#### PROBLEM TO SOLVE:
Output the entries exactly.

Records from a data collection:
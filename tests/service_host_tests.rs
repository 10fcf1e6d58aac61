//! End-to-end tests for the control service over its HTTP transport.
//!
//! Each test binds a host on an ephemeral loopback port and talks to it with
//! plain HTTP/1.1 over a TCP stream.

use function_instance_control::{
    ControlService, FunctionStatus, HostOptions, HostState, MetricsData, MetricsRegistry,
    ServiceHost,
};
use std::net::SocketAddr;
use std::sync::Arc;
use std::time::Duration;
use tokio::io::{AsyncReadExt, AsyncWriteExt};
use tokio::net::TcpStream;
use tokio::sync::oneshot;
use tokio::task::JoinHandle;

struct Running {
    addr: SocketAddr,
    stop: oneshot::Sender<()>,
    task: JoinHandle<Result<(), function_instance_control::ControlError>>,
}

async fn start(registry: Arc<MetricsRegistry>, options: HostOptions) -> Running {
    let service = ControlService::new(registry, options.instance_id.clone());
    let host = ServiceHost::new(service, options).unwrap();
    let bound = host.bind().await.unwrap();
    let addr = bound.local_addr();

    let (stop, stopped) = oneshot::channel::<()>();
    let task = tokio::spawn(bound.serve(async move {
        let _ = stopped.await;
    }));

    Running { addr, stop, task }
}

fn loopback_options() -> HostOptions {
    HostOptions {
        addr: "127.0.0.1:0".parse().unwrap(),
        instance_id: "7".to_string(),
        ..HostOptions::default()
    }
}

/// Sends one request and returns (status code, body).
async fn request(addr: SocketAddr, method: &str, path: &str) -> (u16, String) {
    let mut stream = TcpStream::connect(addr).await.unwrap();
    let raw = format!(
        "{method} {path} HTTP/1.1\r\nHost: {addr}\r\nContent-Type: application/json\r\nContent-Length: 2\r\nConnection: close\r\n\r\n{{}}"
    );
    stream.write_all(raw.as_bytes()).await.unwrap();

    let mut response = String::new();
    stream.read_to_string(&mut response).await.unwrap();

    let (head, body) = response
        .split_once("\r\n\r\n")
        .expect("response without header terminator");
    let code = head
        .split_whitespace()
        .nth(1)
        .and_then(|c| c.parse().ok())
        .expect("malformed status line");
    (code, body.to_string())
}

#[tokio::test]
async fn test_fresh_instance_status() {
    let running = start(Arc::new(MetricsRegistry::new()), loopback_options()).await;

    let (code, body) = request(running.addr, "POST", "/InstanceControl/GetFunctionStatus").await;
    assert_eq!(code, 200);

    let status: FunctionStatus = serde_json::from_str(&body).unwrap();
    assert!(status.running);
    assert!(status.failure_cause.is_none());
    assert_eq!(status.num_received, 0);
    assert_eq!(status.num_successfully_processed, 0);
    assert_eq!(status.num_user_exceptions, 0);
    assert_eq!(status.num_system_exceptions, 0);
    assert!(status.last_invocation_time.is_none());
    assert_eq!(status.instance_id, "7");
    assert!(!body.contains("failureCause"));

    running.stop.send(()).unwrap();
    running.task.await.unwrap().unwrap();
}

#[tokio::test]
async fn test_scrape_resets_window_but_not_status() {
    let registry = Arc::new(MetricsRegistry::new());
    let running = start(registry.clone(), loopback_options()).await;

    for _ in 0..5 {
        registry.record_received();
        registry.record_success(Duration::from_millis(3));
    }
    registry.increment("rows_written", 40);

    let (code, body) = request(running.addr, "POST", "/InstanceControl/GetAndResetMetrics").await;
    assert_eq!(code, 200);
    let scrape: MetricsData = serde_json::from_str(&body).unwrap();
    assert_eq!(scrape.value("__total_received__"), 5.0);
    assert_eq!(scrape.value("__total_successfully_processed__"), 5.0);
    assert_eq!(scrape.value("__latency_count__"), 5.0);
    assert_eq!(scrape.value("rows_written"), 40.0);

    let (_, body) = request(running.addr, "POST", "/InstanceControl/GetAndResetMetrics").await;
    let second: MetricsData = serde_json::from_str(&body).unwrap();
    assert!(second.is_all_zero());

    let (_, body) = request(running.addr, "POST", "/InstanceControl/GetFunctionStatus").await;
    let status: FunctionStatus = serde_json::from_str(&body).unwrap();
    assert_eq!(status.num_received, 5);
    assert!(status.last_invocation_time.is_some());

    running.stop.send(()).unwrap();
    running.task.await.unwrap().unwrap();
}

#[tokio::test]
async fn test_get_metrics_and_reset_metrics() {
    let registry = Arc::new(MetricsRegistry::new());
    let running = start(registry.clone(), loopback_options()).await;

    registry.record_received();

    let (_, body) = request(running.addr, "POST", "/InstanceControl/GetMetrics").await;
    let peek: MetricsData = serde_json::from_str(&body).unwrap();
    assert_eq!(peek.value("__total_received__"), 1.0);

    let (code, body) = request(running.addr, "POST", "/InstanceControl/ResetMetrics").await;
    assert_eq!(code, 200);
    assert_eq!(body.trim(), "{}");

    let (_, body) = request(running.addr, "POST", "/InstanceControl/GetMetrics").await;
    let after: MetricsData = serde_json::from_str(&body).unwrap();
    assert!(after.is_all_zero());

    let (code, body) = request(running.addr, "POST", "/InstanceControl/HealthCheck").await;
    assert_eq!(code, 200);
    assert!(body.contains("\"success\":true"));

    running.stop.send(()).unwrap();
    running.task.await.unwrap().unwrap();
}

#[tokio::test]
async fn test_prometheus_endpoint_reports_lifetime_totals() {
    let registry = Arc::new(MetricsRegistry::new());
    let running = start(registry.clone(), loopback_options()).await;

    registry.record_received();
    registry.record_received();
    registry.record_system_exception("lost connection");

    // A scrape of the window must not affect /metrics
    request(running.addr, "POST", "/InstanceControl/GetAndResetMetrics").await;

    let (code, body) = request(running.addr, "GET", "/metrics").await;
    assert_eq!(code, 200);
    assert!(body.contains("function_received_total{instance_id=\"7\"} 2"));
    assert!(body.contains("function_system_exceptions_total{instance_id=\"7\"} 1"));

    running.stop.send(()).unwrap();
    running.task.await.unwrap().unwrap();
}

#[tokio::test]
async fn test_prometheus_endpoint_can_be_disabled() {
    let options = HostOptions {
        enable_prometheus: false,
        ..loopback_options()
    };
    let running = start(Arc::new(MetricsRegistry::new()), options).await;

    let (code, _) = request(running.addr, "GET", "/metrics").await;
    assert_eq!(code, 404);

    let (code, body) = request(running.addr, "GET", "/").await;
    assert_eq!(code, 200);
    assert!(body.contains("/InstanceControl/GetFunctionStatus"));

    running.stop.send(()).unwrap();
    running.task.await.unwrap().unwrap();
}

#[tokio::test]
async fn test_single_slot_pool_still_serves_every_call() {
    let options = HostOptions {
        max_concurrent_calls: 1,
        ..loopback_options()
    };
    let registry = Arc::new(MetricsRegistry::new());
    let running = start(registry.clone(), options).await;

    let calls: Vec<_> = (0..8)
        .map(|_| {
            let addr = running.addr;
            tokio::spawn(async move {
                request(addr, "POST", "/InstanceControl/GetFunctionStatus").await
            })
        })
        .collect();

    for call in calls {
        let (code, _) = call.await.unwrap();
        assert_eq!(code, 200);
    }

    running.stop.send(()).unwrap();
    running.task.await.unwrap().unwrap();
}

#[tokio::test]
async fn test_lifecycle_is_observable() {
    let service = ControlService::new(Arc::new(MetricsRegistry::new()), "0");
    let host = ServiceHost::new(service, loopback_options()).unwrap();
    let mut states = host.subscribe();
    assert_eq!(*states.borrow(), HostState::Created);

    let bound = host.bind().await.unwrap();
    assert_eq!(*states.borrow_and_update(), HostState::Bound);

    let (stop, stopped) = oneshot::channel::<()>();
    let task = tokio::spawn(bound.serve(async move {
        let _ = stopped.await;
    }));

    states.changed().await.unwrap();
    assert_eq!(*states.borrow_and_update(), HostState::Serving);

    stop.send(()).unwrap();
    task.await.unwrap().unwrap();
    assert_eq!(*states.borrow(), HostState::Stopped);
}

#### EXERCISE SOLUTION:
filename tests/service_host_tests.rs
repository 10fcf1e6d58aac61
//! End-to-end tests for the control service over its HTTP transport.
//!
//! Each test binds a host on an ephemeral loopback port and talks to it with
//! plain HTTP/1.1 over a TCP stream.

use function_instance_control::{
    ControlService, FunctionStatus, HostOptions, HostState, MetricsData, MetricsRegistry,
    ServiceHost,
};
use std::net::SocketAddr;
use std::sync::Arc;
use std::time::Duration;
use tokio::io::{AsyncReadExt, AsyncWriteExt};
use tokio::net::TcpStream;
use tokio::sync::oneshot;
use tokio::task::JoinHandle;

struct Running {
    addr: SocketAddr,
    stop: oneshot::Sender<()>,
    task: JoinHandle<Result<(), function_instance_control::ControlError>>,
}

async fn start(registry: Arc<MetricsRegistry>, options: HostOptions) -> Running {
    let service = ControlService::new(registry, options.instance_id.clone());
    let host = ServiceHost::new(service, options).unwrap();
    let bound = host.bind().await.unwrap();
    let addr = bound.local_addr();

    let (stop, stopped) = oneshot::channel::<()>();
    let task = tokio::spawn(bound.serve(async move {
        let _ = stopped.await;
    }));

    Running { addr, stop, task }
}

fn loopback_options() -> HostOptions {
    HostOptions {
        addr: "127.0.0.1:0".parse().unwrap(),
        instance_id: "7".to_string(),
        ..HostOptions::default()
    }
}

/// Sends one request and returns (status code, body).
async fn request(addr: SocketAddr, method: &str, path: &str) -> (u16, String) {
    let mut stream = TcpStream::connect(addr).await.unwrap();
    let raw = format!(
        "{method} {path} HTTP/1.1\r\nHost: {addr}\r\nContent-Type: application/json\r\nContent-Length: 2\r\nConnection: close\r\n\r\n{{}}"
    );
    stream.write_all(raw.as_bytes()).await.unwrap();

    let mut response = String::new();
    stream.read_to_string(&mut response).await.unwrap();

    let (head, body) = response
        .split_once("\r\n\r\n")
        .expect("response without header terminator");
    let code = head
        .split_whitespace()
        .nth(1)
        .and_then(|c| c.parse().ok())
        .expect("malformed status line");
    (code, body.to_string())
}

#[tokio::test]
async fn test_fresh_instance_status() {
    let running = start(Arc::new(MetricsRegistry::new()), loopback_options()).await;

    let (code, body) = request(running.addr, "POST", "/InstanceControl/GetFunctionStatus").await;
    assert_eq!(code, 200);

    let status: FunctionStatus = serde_json::from_str(&body).unwrap();
    assert!(status.running);
    assert!(status.failure_cause.is_none());
    assert_eq!(status.num_received, 0);
    assert_eq!(status.num_successfully_processed, 0);
    assert_eq!(status.num_user_exceptions, 0);
    assert_eq!(status.num_system_exceptions, 0);
    assert!(status.last_invocation_time.is_none());
    assert_eq!(status.instance_id, "7");
    assert!(!body.contains("failureCause"));

    running.stop.send(()).unwrap();
    running.task.await.unwrap().unwrap();
}

#[tokio::test]
async fn test_scrape_resets_window_but_not_status() {
    let registry = Arc::new(MetricsRegistry::new());
    let running = start(registry.clone(), loopback_options()).await;

    for _ in 0..5 {
        registry.record_received();
        registry.record_success(Duration::from_millis(3));
    }
    registry.increment("rows_written", 40);

    let (code, body) = request(running.addr, "POST", "/InstanceControl/GetAndResetMetrics").await;
    assert_eq!(code, 200);
    let scrape: MetricsData = serde_json::from_str(&body).unwrap();
    assert_eq!(scrape.value("__total_received__"), 5.0);
    assert_eq!(scrape.value("__total_successfully_processed__"), 5.0);
    assert_eq!(scrape.value("__latency_count__"), 5.0);
    assert_eq!(scrape.value("rows_written"), 40.0);

    let (_, body) = request(running.addr, "POST", "/InstanceControl/GetAndResetMetrics").await;
    let second: MetricsData = serde_json::from_str(&body).unwrap();
    assert!(second.is_all_zero());

    let (_, body) = request(running.addr, "POST", "/InstanceControl/GetFunctionStatus").await;
    let status: FunctionStatus = serde_json::from_str(&body).unwrap();
    assert_eq!(status.num_received, 5);
    assert!(status.last_invocation_time.is_some());

    running.stop.send(()).unwrap();
    running.task.await.unwrap().unwrap();
}

#[tokio::test]
async fn test_get_metrics_and_reset_metrics() {
    let registry = Arc::new(MetricsRegistry::new());
    let running = start(registry.clone(), loopback_options()).await;

    registry.record_received();

    let (_, body) = request(running.addr, "POST", "/InstanceControl/GetMetrics").await;
    let peek: MetricsData = serde_json::from_str(&body).unwrap();
    assert_eq!(peek.value("__total_received__"), 1.0);

    let (code, body) = request(running.addr, "POST", "/InstanceControl/ResetMetrics").await;
    assert_eq!(code, 200);
    assert_eq!(body.trim(), "{}");

    let (_, body) = request(running.addr, "POST", "/InstanceControl/GetMetrics").await;
    let after: MetricsData = serde_json::from_str(&body).unwrap();
    assert!(after.is_all_zero());

    let (code, body) = request(running.addr, "POST", "/InstanceControl/HealthCheck").await;
    assert_eq!(code, 200);
    assert!(body.contains("\"success\":true"));

    running.stop.send(()).unwrap();
    running.task.await.unwrap().unwrap();
}

#[tokio::test]
async fn test_prometheus_endpoint_reports_lifetime_totals() {
    let registry = Arc::new(MetricsRegistry::new());
    let running = start(registry.clone(), loopback_options()).await;

    registry.record_received();
    registry.record_received();
    registry.record_system_exception("lost connection");

    // A scrape of the window must not affect /metrics
    request(running.addr, "POST", "/InstanceControl/GetAndResetMetrics").await;

    let (code, body) = request(running.addr, "GET", "/metrics").await;
    assert_eq!(code, 200);
    assert!(body.contains("function_received_total{instance_id=\"7\"} 2"));
    assert!(body.contains("function_system_exceptions_total{instance_id=\"7\"} 1"));

    running.stop.send(()).unwrap();
    running.task.await.unwrap().unwrap();
}

#[tokio::test]
async fn test_prometheus_endpoint_can_be_disabled() {
    let options = HostOptions {
        enable_prometheus: false,
        ..loopback_options()
    };
    let running = start(Arc::new(MetricsRegistry::new()), options).await;

    let (code, _) = request(running.addr, "GET", "/metrics").await;
    assert_eq!(code, 404);

    let (code, body) = request(running.addr, "GET", "/").await;
    assert_eq!(code, 200);
    assert!(body.contains("/InstanceControl/GetFunctionStatus"));

    running.stop.send(()).unwrap();
    running.task.await.unwrap().unwrap();
}

#[tokio::test]
async fn test_single_slot_pool_still_serves_every_call() {
    let options = HostOptions {
        max_concurrent_calls: 1,
        ..loopback_options()
    };
    let registry = Arc::new(MetricsRegistry::new());
    let running = start(registry.clone(), options).await;

    let calls: Vec<_> = (0..8)
        .map(|_| {
            let addr = running.addr;
            tokio::spawn(async move {
                request(addr, "POST", "/InstanceControl/GetFunctionStatus").await
            })
        })
        .collect();

    for call in calls {
        let (code, _) = call.await.unwrap();
        assert_eq!(code, 200);
    }

    running.stop.send(()).unwrap();
    running.task.await.unwrap().unwrap();
}

#[tokio::test]
async fn test_lifecycle_is_observable() {
    let service = ControlService::new(Arc::new(MetricsRegistry::new()), "0");
    let host = ServiceHost::new(service, loopback_options()).unwrap();
    let mut states = host.subscribe();
    assert_eq!(*states.borrow(), HostState::Created);

    let bound = host.bind().await.unwrap();
    assert_eq!(*states.borrow_and_update(), HostState::Bound);

    let (stop, stopped) = oneshot::channel::<()>();
    let task = tokio::spawn(bound.serve(async move {
        let _ = stopped.await;
    }));

    states.changed().await.unwrap();
    assert_eq!(*states.borrow_and_update(), HostState::Serving);

    stop.send(()).unwrap();
    task.await.unwrap().unwrap();
    assert_eq!(*states.borrow(), HostState::Stopped);
}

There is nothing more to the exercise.